First add the cinnamon and nutmeg to the saucepan and let those spices bloom. You don’t want them to burn. When they become fragrant, add the pumpkin puree, sugar, maple syrup and salt.
You need to add one cup of candied yams, not canned yams. There’s a difference: candied yams are chunks of sweet potatoes covered in caramelized brown sugar. This proved to be a hard ingredient to find. Eventually this was ordered online for about $8 for three cans. One cup is about three-fourths of a can. Smash the candied yams and then mix in saucepan.
You’re also going to need two teaspoons of fresh ginger. Take about half an inch of ginger root and use a spoon to peel it. Then grate it and mix into the saucepan.
Now get ready for some work. You need to mix this in the saucepan until it becomes a shiny ball. You’re doing this so all the sugars caramelize. It takes time and effort. Plan on mixing for 10 -15 minutes. Your arm is going to get super tired. If you have a friend who can help it might be a good idea to take turns mixing.

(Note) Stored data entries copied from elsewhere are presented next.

impl Dom {
    pub(crate) fn matches_step(&self, node_id: NodeId, step: &SelectorStep) -> bool {
        let Some(element) = self.element(node_id) else {
            return false;
        };

        if let Some(tag) = &step.tag {
            if !element.tag_name.eq_ignore_ascii_case(tag) {
                return false;
            }
        }

        if let Some(id) = &step.id {
            if element.attrs.get("id") != Some(id) {
                return false;
            }
        }

        if step
            .classes
            .iter()
            .any(|class_name| !has_class(element, class_name))
        {
            return false;
        }

        for cond in &step.attrs {
            let matched = match cond {
                SelectorAttrCondition::Exists { key } => element.attrs.contains_key(key),
                SelectorAttrCondition::Eq { key, value } => element.attrs.get(key) == Some(value),
                SelectorAttrCondition::StartsWith { key, value } => element
                    .attrs
                    .get(key)
                    .is_some_and(|attr| !value.is_empty() && attr.starts_with(value)),
                SelectorAttrCondition::EndsWith { key, value } => element
                    .attrs
                    .get(key)
                    .is_some_and(|attr| !value.is_empty() && attr.ends_with(value)),
                SelectorAttrCondition::Contains { key, value } => element
                    .attrs
                    .get(key)
                    .is_some_and(|attr| !value.is_empty() && attr.contains(value)),
                SelectorAttrCondition::Includes { key, value } => element
                    .attrs
                    .get(key)
                    .is_some_and(|attr| attr.split_whitespace().any(|token| token == value)),
            };
            if !matched {
                return false;
            }
        }

        step.pseudo_classes.iter().all(|pseudo| match pseudo {
            SelectorPseudoClass::FirstChild => self.previous_element_sibling(node_id).is_none(),
            SelectorPseudoClass::LastChild => self.next_element_sibling(node_id).is_none(),
            SelectorPseudoClass::Checked => element.checked,
            SelectorPseudoClass::Disabled => element.disabled,
            SelectorPseudoClass::Enabled => !element.disabled,
            SelectorPseudoClass::Empty => self.nodes[node_id.0].children.is_empty(),
            SelectorPseudoClass::Is(inners) => inners
                .iter()
                .any(|inner| self.matches_selector_chain(node_id, inner)),
            SelectorPseudoClass::Not(inners) => !inners
                .iter()
                .any(|inner| self.matches_selector_chain(node_id, inner)),
        })
    }

    pub(crate) fn previous_element_sibling(&self, node_id: NodeId) -> Option<NodeId> {
        let parent = self.parent(node_id)?;
        let siblings = &self.nodes[parent.0].children;
        let pos = siblings.iter().position(|id| *id == node_id)?;
        siblings[..pos]
            .iter()
            .rev()
            .copied()
            .find(|id| self.element(*id).is_some())
    }

    pub(crate) fn next_element_sibling(&self, node_id: NodeId) -> Option<NodeId> {
        let parent = self.parent(node_id)?;
        let siblings = &self.nodes[parent.0].children;
        let pos = siblings.iter().position(|id| *id == node_id)?;
        siblings[pos + 1..]
            .iter()
            .copied()
            .find(|id| self.element(*id).is_some())
    }

    pub(crate) fn matches_selector_chain(&self, node_id: NodeId, steps: &[SelectorPart]) -> bool {
        let Some((last, rest)) = steps.split_last() else {
            return false;
        };
        if !self.matches_step(node_id, &last.step) {
            return false;
        }
        let Some((prev, _)) = rest.split_last() else {
            return true;
        };

        let combinator = last.combinator.unwrap_or(SelectorCombinator::Descendant);
        // Descendant and sibling combinators backtrack over every candidate.
        match combinator {
            SelectorCombinator::Child => self
                .parent(node_id)
                .is_some_and(|parent| self.matches_selector_chain(parent, rest)),
            SelectorCombinator::Descendant => {
                let mut cursor = self.parent(node_id);
                while let Some(ancestor) = cursor {
                    if self.matches_step(ancestor, &prev.step)
                        && self.matches_selector_chain(ancestor, rest)
                    {
                        return true;
                    }
                    cursor = self.parent(ancestor);
                }
                false
            }
            SelectorCombinator::AdjacentSibling => self
                .previous_element_sibling(node_id)
                .is_some_and(|sibling| self.matches_selector_chain(sibling, rest)),
            SelectorCombinator::GeneralSibling => {
                let mut cursor = self.previous_element_sibling(node_id);
                while let Some(sibling) = cursor {
                    if self.matches_selector_chain(sibling, rest) {
                        return true;
                    }
                    cursor = self.previous_element_sibling(sibling);
                }
                false
            }
        }
    }
}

Remove the saucepan from heat and whisk in the milk and egg mixture until fully incorporated.
Strain the mixture through a fine mesh strainer. Push it through using a spatula or back of a ladle into a bowl. You’ll be left with some ginger fibers and unincorporated yams. Throw this stuff away. In the bowl is super creamy pie filling.
Pour the pie filling into the cooling pie crust and return the pie to the oven which is still at 375 degrees.
You’re going to want to cover the edges of the pie crust with foil to keep them from baking further. You can also use something called a pie shield, but foil will work just fine.
Bake for 10 minutes then reduce heat to 325 degrees. Continue to bake 25 – 45 minutes longer until the center of the pie reads 175 degrees with an instant read thermometer.
Now you just have to be patient. Remove the pie from the oven and let cool to room temperature: about 2 -3 hours. Serve with slightly sweetened whipped cream.
Unless you really enjoy cooking, don’t use this recipe. It was absolutely delicious however very expensive and very time consuming to make. Halfway through making this I was longing for the days when Thanksgiving was as simple as ground turkey Sloppy Joes.